Listed entries:

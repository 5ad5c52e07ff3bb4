//! Identifier reconciliation integration tests
//!
//! A mutation that creates an entity offline hands out a temporary id; later
//! mutations that reference it must reach the server with the real id.

use crate::common::*;
use crate::{assert_ok, assert_pending};
use pretty_assertions::assert_eq;
use serde_json::json;
use uuid::Uuid;
use xfsync::client::offline::MutationContext;
use xfsync::client::sync::NetworkStatus;
use xfsync::shared::Operation;

fn create_list(name: &str) -> Operation {
    Operation::new("mutation CreateList($name: String!) { createList(name: $name) { __typename id name } }")
        .with_variables(json!({ "name": name }))
}

fn add_item(list_id: &str, text: &str) -> Operation {
    Operation::new(
        "mutation AddItem($listId: ID!, $text: String!) { addItem(listId: $listId, text: $text) { __typename id listId text } }",
    )
    .with_variables(json!({ "listId": list_id, "text": text }))
}

#[tokio::test]
async fn test_dependent_mutation_is_sent_with_server_id() {
    let server = start_graphql_server().await;
    mount_operation(
        &server,
        "CreateList",
        data_response(json!({"createList": {"__typename": "TodoList", "id": "S1", "name": "groceries"}})),
    )
    .await;
    mount_operation(
        &server,
        "AddItem",
        data_response(json!({"addItem": {"__typename": "Item", "id": "S2", "listId": "S1", "text": "milk"}})),
    )
    .await;
    let client = create_test_client(&server, NetworkStatus::Offline).await;

    let list_id = Uuid::new_v4().to_string();
    let item_id = Uuid::new_v4().to_string();
    assert_ok!(
        client
            .mutate(
                create_list("groceries"),
                MutationContext::new().optimistic_response(
                    json!({"createList": {"__typename": "TodoList", "id": list_id, "name": "groceries"}})
                ),
            )
            .await
    );
    let item = assert_pending!(assert_ok!(
        client
            .mutate(
                add_item(&list_id, "milk"),
                MutationContext::new().optimistic_response(
                    json!({"addItem": {"__typename": "Item", "id": item_id, "listId": list_id, "text": "milk"}})
                ),
            )
            .await
    ));

    let id_map = client.id_map().await;
    assert_eq!(id_map.len(), 2);
    assert!(id_map.get(&list_id).is_none());

    client.set_online(true);
    let committed = assert_ok!(item.committed().await);
    assert_eq!(committed["addItem"]["id"], "S2");

    let bodies = received_bodies(&server).await;
    assert_eq!(bodies.len(), 2);
    assert_eq!(bodies[0]["operationName"], "CreateList");
    assert_eq!(bodies[1]["operationName"], "AddItem");
    assert_eq!(bodies[1]["variables"]["listId"], "S1");
    assert!(!bodies[1].to_string().contains(&list_id));

    let cached = client.cache().extract(true);
    assert!(cached.contains_key("TodoList:S1"));
    assert!(cached.contains_key("Item:S2"));
    assert!(!cached.contains_key(&format!("TodoList:{}", list_id)));

    wait_for_drain(&client).await;
    assert!(client.id_map().await.is_empty());
}

#[tokio::test]
async fn test_nested_references_are_rewritten() {
    let server = start_graphql_server().await;
    mount_operation(
        &server,
        "CreateList",
        data_response(json!({"createList": {"__typename": "TodoList", "id": "S7", "name": "chores"}})),
    )
    .await;
    mount_operation(&server, "ShareLists", data_response(json!({"shareLists": true}))).await;
    let client = create_test_client(&server, NetworkStatus::Offline).await;

    let list_id = Uuid::new_v4().to_string();
    assert_ok!(
        client
            .mutate(
                create_list("chores"),
                MutationContext::new().optimistic_response(
                    json!({"createList": {"__typename": "TodoList", "id": list_id, "name": "chores"}})
                ),
            )
            .await
    );
    let share = Operation::new("mutation ShareLists($input: ShareInput!) { shareLists(input: $input) }")
        .with_variables(json!({"input": {"lists": [{"id": list_id}, {"id": "existing"}], "with": "bob"}}));
    let pending = assert_pending!(assert_ok!(client.mutate(share, MutationContext::new()).await));

    client.set_online(true);
    assert_ok!(pending.committed().await);

    let bodies = received_bodies(&server).await;
    assert_eq!(
        bodies[1]["variables"]["input"],
        json!({"lists": [{"id": "S7"}, {"id": "existing"}], "with": "bob"})
    );
}

#[tokio::test]
async fn test_unrelated_uuid_variables_are_left_alone() {
    let server = start_graphql_server().await;
    mount_operation(&server, "Tag", data_response(json!({"tag": true}))).await;
    let client = create_test_client(&server, NetworkStatus::Offline).await;

    let foreign = Uuid::new_v4().to_string();
    let tag = Operation::new("mutation Tag($ref: ID!) { tag(ref: $ref) }").with_variables(json!({"ref": foreign}));
    let pending = assert_pending!(assert_ok!(client.mutate(tag, MutationContext::new()).await));

    client.set_online(true);
    assert_ok!(pending.committed().await);

    let bodies = received_bodies(&server).await;
    assert_eq!(bodies[0]["variables"]["ref"], json!(foreign));
}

Task: Repeat each entry exactly, so that nothing in the listing is lost.

Result:
repository 5ad5c52e07ff3bb4
//! Identifier reconciliation integration tests
//!
//! A mutation that creates an entity offline hands out a temporary id; later
//! mutations that reference it must reach the server with the real id.

use crate::common::*;
use crate::{assert_ok, assert_pending};
use pretty_assertions::assert_eq;
use serde_json::json;
use uuid::Uuid;
use xfsync::client::offline::MutationContext;
use xfsync::client::sync::NetworkStatus;
use xfsync::shared::Operation;

fn create_list(name: &str) -> Operation {
    Operation::new("mutation CreateList($name: String!) { createList(name: $name) { __typename id name } }")
        .with_variables(json!({ "name": name }))
}

fn add_item(list_id: &str, text: &str) -> Operation {
    Operation::new(
        "mutation AddItem($listId: ID!, $text: String!) { addItem(listId: $listId, text: $text) { __typename id listId text } }",
    )
    .with_variables(json!({ "listId": list_id, "text": text }))
}

#[tokio::test]
async fn test_dependent_mutation_is_sent_with_server_id() {
    let server = start_graphql_server().await;
    mount_operation(
        &server,
        "CreateList",
        data_response(json!({"createList": {"__typename": "TodoList", "id": "S1", "name": "groceries"}})),
    )
    .await;
    mount_operation(
        &server,
        "AddItem",
        data_response(json!({"addItem": {"__typename": "Item", "id": "S2", "listId": "S1", "text": "milk"}})),
    )
    .await;
    let client = create_test_client(&server, NetworkStatus::Offline).await;

    let list_id = Uuid::new_v4().to_string();
    let item_id = Uuid::new_v4().to_string();
    assert_ok!(
        client
            .mutate(
                create_list("groceries"),
                MutationContext::new().optimistic_response(
                    json!({"createList": {"__typename": "TodoList", "id": list_id, "name": "groceries"}})
                ),
            )
            .await
    );
    let item = assert_pending!(assert_ok!(
        client
            .mutate(
                add_item(&list_id, "milk"),
                MutationContext::new().optimistic_response(
                    json!({"addItem": {"__typename": "Item", "id": item_id, "listId": list_id, "text": "milk"}})
                ),
            )
            .await
    ));

    let id_map = client.id_map().await;
    assert_eq!(id_map.len(), 2);
    assert!(id_map.get(&list_id).is_none());

    client.set_online(true);
    let committed = assert_ok!(item.committed().await);
    assert_eq!(committed["addItem"]["id"], "S2");

    let bodies = received_bodies(&server).await;
    assert_eq!(bodies.len(), 2);
    assert_eq!(bodies[0]["operationName"], "CreateList");
    assert_eq!(bodies[1]["operationName"], "AddItem");
    assert_eq!(bodies[1]["variables"]["listId"], "S1");
    assert!(!bodies[1].to_string().contains(&list_id));

    let cached = client.cache().extract(true);
    assert!(cached.contains_key("TodoList:S1"));
    assert!(cached.contains_key("Item:S2"));
    assert!(!cached.contains_key(&format!("TodoList:{}", list_id)));

    wait_for_drain(&client).await;
    assert!(client.id_map().await.is_empty());
}

#[tokio::test]
async fn test_nested_references_are_rewritten() {
    let server = start_graphql_server().await;
    mount_operation(
        &server,
        "CreateList",
        data_response(json!({"createList": {"__typename": "TodoList", "id": "S7", "name": "chores"}})),
    )
    .await;
    mount_operation(&server, "ShareLists", data_response(json!({"shareLists": true}))).await;
    let client = create_test_client(&server, NetworkStatus::Offline).await;

    let list_id = Uuid::new_v4().to_string();
    assert_ok!(
        client
            .mutate(
                create_list("chores"),
                MutationContext::new().optimistic_response(
                    json!({"createList": {"__typename": "TodoList", "id": list_id, "name": "chores"}})
                ),
            )
            .await
    );
    let share = Operation::new("mutation ShareLists($input: ShareInput!) { shareLists(input: $input) }")
        .with_variables(json!({"input": {"lists": [{"id": list_id}, {"id": "existing"}], "with": "bob"}}));
    let pending = assert_pending!(assert_ok!(client.mutate(share, MutationContext::new()).await));

    client.set_online(true);
    assert_ok!(pending.committed().await);

    let bodies = received_bodies(&server).await;
    assert_eq!(
        bodies[1]["variables"]["input"],
        json!({"lists": [{"id": "S7"}, {"id": "existing"}], "with": "bob"})
    );
}

#[tokio::test]
async fn test_unrelated_uuid_variables_are_left_alone() {
    let server = start_graphql_server().await;
    mount_operation(&server, "Tag", data_response(json!({"tag": true}))).await;
    let client = create_test_client(&server, NetworkStatus::Offline).await;

    let foreign = Uuid::new_v4().to_string();
    let tag = Operation::new("mutation Tag($ref: ID!) { tag(ref: $ref) }").with_variables(json!({"ref": foreign}));
    let pending = assert_pending!(assert_ok!(client.mutate(tag, MutationContext::new()).await));

    client.set_online(true);
    assert_ok!(pending.committed().await);

    let bodies = received_bodies(&server).await;
    assert_eq!(bodies[0]["variables"]["ref"], json!(foreign));
}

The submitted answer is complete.